═════ Data for the task ═════

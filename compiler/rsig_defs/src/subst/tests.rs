use super::*;
use pretty_assertions::assert_eq;
use rsig_ir::{DeclBuilder, StringInterner, Variance};

#[test]
fn replaces_parameters_everywhere() {
    let b = DeclBuilder::new(StringInterner::shared());
    let params = vec![b.type_param("T", Variance::Invariant)];
    let subst = Subst::new(&params, &[b.named("String", vec![])]);

    let ty = TypeExpr::Union(vec![
        b.var("T"),
        TypeExpr::optional(b.var("U")),
    ]);
    let TypeExpr::Union(parts) = subst.apply(&ty) else {
        panic!("union survives substitution");
    };
    assert!(matches!(&parts[0], TypeExpr::Named { name, .. } if *name == b.type_name("String")));
    assert_eq!(parts[1], TypeExpr::optional(b.var("U")));
}

#[test]
fn identity_application_is_empty() {
    let b = DeclBuilder::new(StringInterner::shared());
    let params = vec![b.type_param("T", Variance::Invariant)];
    let subst = Subst::new(&params, &[b.var("T")]);
    assert!(subst.is_empty());
}

#[test]
fn method_params_shadow() {
    let b = DeclBuilder::new(StringInterner::shared());
    let params = vec![b.type_param("T", Variance::Invariant)];
    let subst = Subst::new(&params, &[b.named("Integer", vec![])]);

    let arm = b
        .arm(vec![b.var("T")], b.var("T"))
        .with_type_params(vec![b.type_param("T", Variance::Invariant)]);
    let applied = subst.apply_arm(&arm, b.interner());
    assert_eq!(applied.function.return_type, b.var("T"));

    let open = b.arm(vec![b.var("T")], TypeExpr::void());
    let applied = subst.apply_arm(&open, b.interner());
    assert!(matches!(
        &applied.function.required_positionals[0].ty,
        TypeExpr::Named { .. }
    ));
}

#[test]
fn method_params_do_not_capture_arguments() {
    let b = DeclBuilder::new(StringInterner::shared());
    // `M[T]` applied as `M[U]` to `def foo[U]: (T) -> U`.
    let params = vec![b.type_param("T", Variance::Invariant)];
    let subst = Subst::new(&params, &[b.var("U")]);
    let arm = b
        .arm(vec![b.var("T")], b.var("U"))
        .with_type_params(vec![b.type_param("U", Variance::Invariant)]);

    let applied = subst.apply_arm(&arm, b.interner());
    assert_eq!(applied.type_params[0].name, b.name("U1"));
    assert_eq!(applied.function.required_positionals[0].ty, b.var("U"));
    assert_eq!(applied.function.return_type, b.var("U1"));
}

#[test]
fn renamed_params_avoid_every_visible_name() {
    let b = DeclBuilder::new(StringInterner::shared());
    // `U1` is already used by the arm and `U2` is still being substituted.
    let params = vec![
        b.type_param("T", Variance::Invariant),
        b.type_param("U2", Variance::Invariant),
    ];
    let subst = Subst::new(&params, &[b.var("U"), b.named("String", vec![])]);
    let mut bounded = b.type_param("U", Variance::Invariant);
    bounded.upper_bound = Some(b.named("Array", vec![b.var("U")]));
    let arm = b
        .arm(vec![b.var("T"), b.var("U1"), b.var("U2")], b.var("U"))
        .with_type_params(vec![bounded]);

    let applied = subst.apply_arm(&arm, b.interner());
    let fresh = b.name("U3");
    assert_eq!(applied.type_params[0].name, fresh);
    assert_eq!(
        applied.type_params[0].upper_bound,
        Some(b.named("Array", vec![TypeExpr::variable(fresh)]))
    );
    let params: Vec<TypeExpr> = applied
        .function
        .required_positionals
        .iter()
        .map(|p| p.ty.clone())
        .collect();
    assert_eq!(
        params,
        vec![b.var("U"), b.var("U1"), b.named("String", vec![])]
    );
    assert_eq!(applied.function.return_type, TypeExpr::variable(fresh));
}
use super::*;

#[test]
fn interning_is_idempotent() {
    let interner = StringInterner::new();
    let a = interner.intern("foo");
    let b = interner.intern("foo");
    let c = interner.intern("bar");
    assert_eq!(a, b);
    assert_ne!(a, c);
    assert_eq!(interner.lookup(a), "foo");
    assert_eq!(interner.lookup(c), "bar");
}

#[test]
fn empty_string_is_preinterned() {
    let interner = StringInterner::new();
    assert_eq!(interner.intern(""), Name::EMPTY);
    assert!(interner.is_empty());
    interner.intern("x");
    assert!(!interner.is_empty());
    assert_eq!(interner.len(), 2);
}

#[test]
fn get_does_not_insert() {
    let interner = StringInterner::new();
    assert_eq!(interner.get("missing"), None);
    assert_eq!(interner.len(), 1);
    let name = interner.intern("present");
    assert_eq!(interner.get("present"), Some(name));
}

#[test]
fn foreign_name_resolves_to_empty() {
    let interner = StringInterner::new();
    assert_eq!(interner.lookup(Name::from_raw(999)), "");
}

#[test]
fn concurrent_interning_agrees() {
    let interner = StringInterner::shared();
    let handles: Vec<_> = (0..4)
        .map(|_| {
            let interner = Arc::clone(&interner);
            std::thread::spawn(move || {
                (0..100)
                    .map(|i| interner.intern(&format!("name{i}")))
                    .collect::<Vec<_>>()
            })
        })
        .collect();

    let results: Vec<Vec<Name>> = handles
        .into_iter()
        .map(|h| h.join().unwrap_or_default())
        .collect();
    for other in &results[1..] {
        assert_eq!(&results[0], other);
    }
    assert_eq!(interner.len(), 101);
}
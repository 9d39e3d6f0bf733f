//! The definition builder: resolve, build, validate.
//!
//! [`DefinitionBuilder`] borrows a frozen [`Environment`] and answers
//! requests for one type from one side. Every request runs the same
//! pipeline:
//!
//! 1. Resolve the ancestor list
//! 2. Fold it into a method table
//! 3. Validate the type's own declaration
//!
//! Any failure aborts the request; no partial definition is produced.
//! Results are memoized per (type, side) unless [`BuilderOptions::memoize`]
//! is off. The cache is insert-once, so concurrent builders of the same key
//! all observe the first stored definition.

use std::sync::Arc;

use dashmap::DashMap;
use rayon::prelude::*;
use rustc_hash::FxBuildHasher;

use rsig_ir::{Location, TypeExpr, TypeName};

use crate::ancestors::{AncestorCache, AncestorResolver, AncestorRoots, Ancestors};
use crate::definition::{Definition, DefinitionKind};
use crate::env::{DeclarationEntry, Environment};
use crate::error::DefinitionError;
use crate::methods::build_table;
use crate::validate::validate;

type DefinitionCache = DashMap<(TypeName, DefinitionKind), Arc<Definition>, FxBuildHasher>;

/// Root types and caching behaviour of a [`DefinitionBuilder`].
///
/// Root types are given as paths and only take effect when the environment
/// declares them.
#[derive(Clone, Debug)]
pub struct BuilderOptions {
    /// Superclass of a class that declares none. Default `::Object`.
    pub implicit_superclass: Option<String>,
    /// Whose instance ancestors end the singleton chain of a class.
    /// Default `::Class`.
    pub class_metaclass: Option<String>,
    /// Same, for modules. Default `::Module`.
    pub module_metaclass: Option<String>,
    pub memoize: bool,
}

impl Default for BuilderOptions {
    fn default() -> Self {
        BuilderOptions {
            implicit_superclass: Some("::Object".to_string()),
            class_metaclass: Some("::Class".to_string()),
            module_metaclass: Some("::Module".to_string()),
            memoize: true,
        }
    }
}

impl BuilderOptions {
    #[must_use]
    pub fn implicit_superclass(mut self, path: Option<&str>) -> Self {
        self.implicit_superclass = path.map(str::to_string);
        self
    }

    #[must_use]
    pub fn class_metaclass(mut self, path: Option<&str>) -> Self {
        self.class_metaclass = path.map(str::to_string);
        self
    }

    #[must_use]
    pub fn module_metaclass(mut self, path: Option<&str>) -> Self {
        self.module_metaclass = path.map(str::to_string);
        self
    }

    #[must_use]
    pub fn memoize(mut self, memoize: bool) -> Self {
        self.memoize = memoize;
        self
    }
}

/// Builds [`Definition`]s on demand from a frozen environment.
///
/// `Sync`: one builder may serve many threads.
pub struct DefinitionBuilder<'env> {
    env: &'env Environment,
    roots: AncestorRoots,
    memoize: bool,
    ancestor_cache: AncestorCache,
    definitions: DefinitionCache,
}

impl<'env> DefinitionBuilder<'env> {
    pub fn new(env: &'env Environment) -> Self {
        Self::with_options(env, BuilderOptions::default())
    }

    pub fn with_options(env: &'env Environment, options: BuilderOptions) -> Self {
        let interner = env.interner();
        let root = |path: Option<String>| path.map(|p| TypeName::parse(interner, &p));
        DefinitionBuilder {
            env,
            roots: AncestorRoots {
                implicit_superclass: root(options.implicit_superclass),
                class_metaclass: root(options.class_metaclass),
                module_metaclass: root(options.module_metaclass),
            },
            memoize: options.memoize,
            ancestor_cache: AncestorCache::default(),
            definitions: DefinitionCache::default(),
        }
    }

    pub fn environment(&self) -> &'env Environment {
        self.env
    }

    fn resolver(&self) -> AncestorResolver<'_> {
        AncestorResolver::new(self.env, &self.roots, &self.ancestor_cache, self.memoize)
    }

    /// Check that `name` has a `kind` side.
    ///
    /// The instance side of an interface is its interface side. Interfaces
    /// have no singleton side; classes and modules have no interface side;
    /// type aliases have neither.
    fn side(
        &self,
        name: &TypeName,
        kind: DefinitionKind,
    ) -> Result<(&'env DeclarationEntry, DefinitionKind), DefinitionError> {
        let unresolved = || DefinitionError::UnresolvedType {
            name: name.clone(),
            location: Location::DUMMY,
        };
        let entry = self.env.lookup(name).ok_or_else(unresolved)?;
        let kind = match (entry, kind) {
            (DeclarationEntry::Interface(_), DefinitionKind::Instance | DefinitionKind::Interface) => {
                DefinitionKind::Interface
            }
            (
                DeclarationEntry::Class(_) | DeclarationEntry::Module(_),
                DefinitionKind::Instance | DefinitionKind::Singleton,
            ) => kind,
            _ => return Err(unresolved()),
        };
        Ok((entry, kind))
    }

    /// Ancestors of `name` from the `kind` side.
    ///
    /// # Errors
    ///
    /// Resolution errors only; members are not folded or validated.
    pub fn ancestors(
        &self,
        name: &TypeName,
        kind: DefinitionKind,
    ) -> Result<Arc<Ancestors>, DefinitionError> {
        let (_, kind) = self.side(name, kind)?;
        self.resolver().ancestors(name, kind)
    }

    pub fn instance_ancestors(&self, name: &TypeName) -> Result<Arc<Ancestors>, DefinitionError> {
        self.ancestors(name, DefinitionKind::Instance)
    }

    pub fn singleton_ancestors(&self, name: &TypeName) -> Result<Arc<Ancestors>, DefinitionError> {
        self.ancestors(name, DefinitionKind::Singleton)
    }

    pub fn interface_ancestors(&self, name: &TypeName) -> Result<Arc<Ancestors>, DefinitionError> {
        self.ancestors(name, DefinitionKind::Interface)
    }

    pub fn build_instance(&self, name: &TypeName) -> Result<Arc<Definition>, DefinitionError> {
        self.build(name, DefinitionKind::Instance)
    }

    pub fn build_singleton(&self, name: &TypeName) -> Result<Arc<Definition>, DefinitionError> {
        self.build(name, DefinitionKind::Singleton)
    }

    pub fn build_interface(&self, name: &TypeName) -> Result<Arc<Definition>, DefinitionError> {
        self.build(name, DefinitionKind::Interface)
    }

    /// Build the `kind` side of `name`.
    ///
    /// # Errors
    ///
    /// The first error of resolution, folding or validation.
    #[tracing::instrument(
        level = "debug",
        skip_all,
        fields(type_name = %name.display(self.env.interner()), %kind)
    )]
    pub fn build(
        &self,
        name: &TypeName,
        kind: DefinitionKind,
    ) -> Result<Arc<Definition>, DefinitionError> {
        let (entry, kind) = self.side(name, kind)?;
        let key = (name.clone(), kind);
        if self.memoize {
            if let Some(cached) = self.definitions.get(&key) {
                tracing::debug!("definition cache hit");
                return Ok(Arc::clone(cached.value()));
            }
        }

        let resolver = self.resolver();
        let ancestors = resolver.ancestors(name, kind)?;
        let table = build_table(self.env, &resolver, &ancestors)?;

        let (type_params, self_type) = match kind {
            DefinitionKind::Singleton => (
                Vec::new(),
                TypeExpr::Singleton {
                    name: name.clone(),
                    location: entry.location(),
                },
            ),
            DefinitionKind::Instance | DefinitionKind::Interface => (
                entry.type_params().to_vec(),
                TypeExpr::named(
                    name.clone(),
                    entry
                        .type_params()
                        .iter()
                        .map(|p| TypeExpr::variable(p.name))
                        .collect(),
                    entry.location(),
                ),
            ),
        };

        let definition = Definition {
            type_name: name.clone(),
            kind,
            type_params,
            self_type,
            ancestors,
            methods: table.methods,
            instance_variables: table.instance_variables,
        };
        validate(self.env, entry, &definition)?;

        tracing::debug!(
            ancestors = definition.ancestors.len(),
            methods = definition.methods.len(),
            ivars = definition.instance_variables.len(),
            "definition built"
        );

        let definition = Arc::new(definition);
        if !self.memoize {
            return Ok(definition);
        }
        Ok(Arc::clone(
            self.definitions.entry(key).or_insert(definition).value(),
        ))
    }

    /// Build the instance side of every name in parallel.
    ///
    /// Results are returned in input order.
    pub fn build_all(&self, names: &[TypeName]) -> Vec<Result<Arc<Definition>, DefinitionError>> {
        tracing::debug!(count = names.len(), "building in parallel");
        names.par_iter().map(|name| self.build_instance(name)).collect()
    }
}

impl std::fmt::Debug for DefinitionBuilder<'_> {
    fn fmt(&self, f: &mut std::fmt::Formatter<'_>) -> std::fmt::Result {
        f.debug_struct("DefinitionBuilder")
            .field("env", self.env)
            .field("memoize", &self.memoize)
            .field("cached", &self.definitions.len())
            .finish_non_exhaustive()
    }
}
//! String interner for identifiers and type-name segments.
//!
//! Strings are leaked to `'static` on first intern and never freed, so a
//! `&str` handed out by [`StringInterner::lookup`] stays valid for the life of
//! the process. All access goes through one `RwLock`; reads (the common case
//! once an environment is loaded) never block each other.

use std::sync::Arc;

use parking_lot::RwLock;
use rustc_hash::FxHashMap;

use crate::Name;

/// Error when interning a string fails.
#[derive(Debug, Clone, PartialEq, Eq, thiserror::Error)]
pub enum InternError {
    /// The table exceeded `u32::MAX` entries.
    #[error("interner exceeded capacity: {count} strings, max is {}", u32::MAX)]
    Overflow { count: usize },
}

#[derive(Default)]
struct InternTable {
    map: FxHashMap<&'static str, Name>,
    strings: Vec<&'static str>,
}

/// String interner shared by an environment and everything built from it.
///
/// # Thread Safety
/// Interning takes a write lock only when the string is new.
pub struct StringInterner {
    table: RwLock<InternTable>,
}

/// Interner handle that can be cloned into several owners.
pub type SharedInterner = Arc<StringInterner>;

impl StringInterner {
    /// Create a new interner holding only the empty string.
    pub fn new() -> Self {
        let mut table = InternTable::default();
        table.map.insert("", Name::EMPTY);
        table.strings.push("");
        StringInterner {
            table: RwLock::new(table),
        }
    }

    /// Create a new interner wrapped for sharing.
    pub fn shared() -> SharedInterner {
        Arc::new(Self::new())
    }

    /// Try to intern a string, returning its Name or an error on overflow.
    pub fn try_intern(&self, s: &str) -> Result<Name, InternError> {
        if let Some(&name) = self.table.read().map.get(s) {
            return Ok(name);
        }

        let mut guard = self.table.write();
        // Another writer may have won the race between the two locks.
        if let Some(&name) = guard.map.get(s) {
            return Ok(name);
        }

        let raw = u32::try_from(guard.strings.len()).map_err(|_| InternError::Overflow {
            count: guard.strings.len(),
        })?;
        let leaked: &'static str = Box::leak(s.to_owned().into_boxed_str());
        let name = Name::from_raw(raw);
        guard.strings.push(leaked);
        guard.map.insert(leaked, name);
        Ok(name)
    }

    /// Intern a string, returning its Name.
    ///
    /// # Panics
    /// Panics if the interner exceeds `u32::MAX` strings.
    /// Use `try_intern` for fallible interning.
    pub fn intern(&self, s: &str) -> Name {
        self.try_intern(s).unwrap_or_else(|e| panic!("{e}"))
    }

    /// Look up an already-interned string without inserting it.
    pub fn get(&self, s: &str) -> Option<Name> {
        self.table.read().map.get(s).copied()
    }

    /// Look up the string for a Name.
    ///
    /// Names that did not come from this interner resolve to `""`.
    pub fn lookup(&self, name: Name) -> &'static str {
        self.table
            .read()
            .strings
            .get(name.index())
            .copied()
            .unwrap_or("")
    }

    /// Number of interned strings, including the empty string.
    pub fn len(&self) -> usize {
        self.table.read().strings.len()
    }

    /// Whether only the empty string is interned.
    pub fn is_empty(&self) -> bool {
        self.len() <= 1
    }
}

impl Default for StringInterner {
    fn default() -> Self {
        Self::new()
    }
}

impl std::fmt::Debug for StringInterner {
    fn fmt(&self, f: &mut std::fmt::Formatter<'_>) -> std::fmt::Result {
        f.debug_struct("StringInterner")
            .field("len", &self.len())
            .finish()
    }
}

#[cfg(test)]
mod tests;
//! Resolved definitions.
//!
//! A [`Definition`] is the flattened view of one type from one side: every
//! method it responds to with the arms that survive overriding, every
//! instance variable, and the ancestor list that produced them. All types
//! inside are already substituted into the requested type's own parameters.

use std::collections::BTreeMap;
use std::fmt;
use std::sync::Arc;

use rsig_ir::{Location, MethodArm, MethodKind, Name, TypeExpr, TypeName, TypeParam, Visibility};

use crate::ancestors::Ancestors;

/// Which side of a type a definition describes.
#[derive(Copy, Clone, Eq, PartialEq, Hash, Debug, Ord, PartialOrd)]
pub enum DefinitionKind {
    /// Instances of a class or module.
    Instance,
    /// The class or module object itself.
    Singleton,
    /// An interface.
    Interface,
}

impl DefinitionKind {
    pub fn as_str(self) -> &'static str {
        match self {
            DefinitionKind::Instance => "instance",
            DefinitionKind::Singleton => "singleton",
            DefinitionKind::Interface => "interface",
        }
    }
}

impl fmt::Display for DefinitionKind {
    fn fmt(&self, f: &mut fmt::Formatter<'_>) -> fmt::Result {
        f.write_str(self.as_str())
    }
}

/// An overload arm together with the body that declared it.
#[derive(Clone, Eq, PartialEq, Hash, Debug)]
pub struct DefinedArm {
    pub arm: MethodArm,
    pub defined_in: TypeName,
}

/// A lower-precedence definition hidden by the surviving one.
///
/// Kept in precedence order so `super` calls can be resolved.
#[derive(Clone, Eq, PartialEq, Hash, Debug)]
pub struct SuperMethod {
    pub defined_in: TypeName,
    pub visibility: Visibility,
    pub arms: Vec<DefinedArm>,
    pub location: Location,
}

#[derive(Clone, Eq, PartialEq, Hash, Debug)]
pub struct DefinedMethod {
    pub name: Name,
    pub kind: MethodKind,
    pub visibility: Visibility,
    /// Surviving arms, in order.
    pub arms: Vec<DefinedArm>,
    /// Body of the winning definition.
    pub defined_in: TypeName,
    /// Set when the winning definition is an alias.
    pub alias_of: Option<Name>,
    pub location: Location,
    pub shadowed: Vec<SuperMethod>,
}

impl DefinedMethod {
    pub fn is_public(&self) -> bool {
        self.visibility == Visibility::Public
    }

    /// Arm at `index`.
    pub fn arm(&self, index: usize) -> Option<&MethodArm> {
        self.arms.get(index).map(|a| &a.arm)
    }

    /// The immediate `super` target, if any.
    pub fn super_method(&self) -> Option<&SuperMethod> {
        self.shadowed.first()
    }
}

#[derive(Clone, Eq, PartialEq, Hash, Debug)]
pub struct DefinedIvar {
    pub name: Name,
    pub ty: TypeExpr,
    pub defined_in: TypeName,
    pub location: Location,
}

/// The resolved view of one type from one side.
#[derive(Clone, Debug)]
pub struct Definition {
    pub type_name: TypeName,
    pub kind: DefinitionKind,
    /// Generic parameters of the requested type; empty for singletons.
    pub type_params: Vec<TypeParam>,
    /// Type of `self` inside this definition.
    pub self_type: TypeExpr,
    pub ancestors: Arc<Ancestors>,
    pub methods: BTreeMap<Name, DefinedMethod>,
    pub instance_variables: BTreeMap<Name, DefinedIvar>,
}

impl Definition {
    pub fn method(&self, name: Name) -> Option<&DefinedMethod> {
        self.methods.get(&name)
    }

    pub fn ivar(&self, name: Name) -> Option<&DefinedIvar> {
        self.instance_variables.get(&name)
    }

    pub fn methods(&self) -> impl Iterator<Item = &DefinedMethod> {
        self.methods.values()
    }

    pub fn ancestors(&self) -> &Ancestors {
        &self.ancestors
    }

    pub fn is_instance(&self) -> bool {
        self.kind == DefinitionKind::Instance
    }

    pub fn is_singleton(&self) -> bool {
        self.kind == DefinitionKind::Singleton
    }

    pub fn is_interface(&self) -> bool {
        self.kind == DefinitionKind::Interface
    }
}

#[cfg(test)]
mod tests;
use super::*;
use pretty_assertions::assert_eq;
use rsig_ir::{SourceId, Span};

fn at(start: u32) -> Location {
    Location::new(SourceId(1), Span::new(start, start + 3))
}

#[test]
fn test_builder_pattern() {
    let diag = Diagnostic::error(ErrorCode::E3001)
        .with_message("duplicate method `foo`")
        .with_label(at(10), "defined again here")
        .with_secondary_label(at(2), "first defined here")
        .with_note("methods in one declaration body must be unique");

    assert_eq!(diag.code, ErrorCode::E3001);
    assert!(diag.is_error());
    assert_eq!(diag.labels.len(), 2);
    assert_eq!(diag.primary_location(), Some(at(10)));
    assert_eq!(diag.notes.len(), 1);
}

#[test]
fn test_display() {
    let diag = Diagnostic::error(ErrorCode::E2003).with_message("cyclic ancestry");
    assert_eq!(diag.to_string(), "error[E2003]: cyclic ancestry");

    let warn = Diagnostic::warning(ErrorCode::E4002).with_message("w");
    assert_eq!(warn.to_string(), "warning[E4002]: w");
}

#[test]
fn test_no_primary_label() {
    let diag =
        Diagnostic::error(ErrorCode::E1001).with_secondary_label(at(0), "referenced from here");
    assert_eq!(diag.primary_location(), None);
}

═════

> **Work required**: The lines above that hold the word "have" should be found and copied out.

> **Exercise response**:
    /// have no singleton side; classes and modules have no interface side;
    /// type aliases have neither.
        // Another writer may have won the race between the two locks.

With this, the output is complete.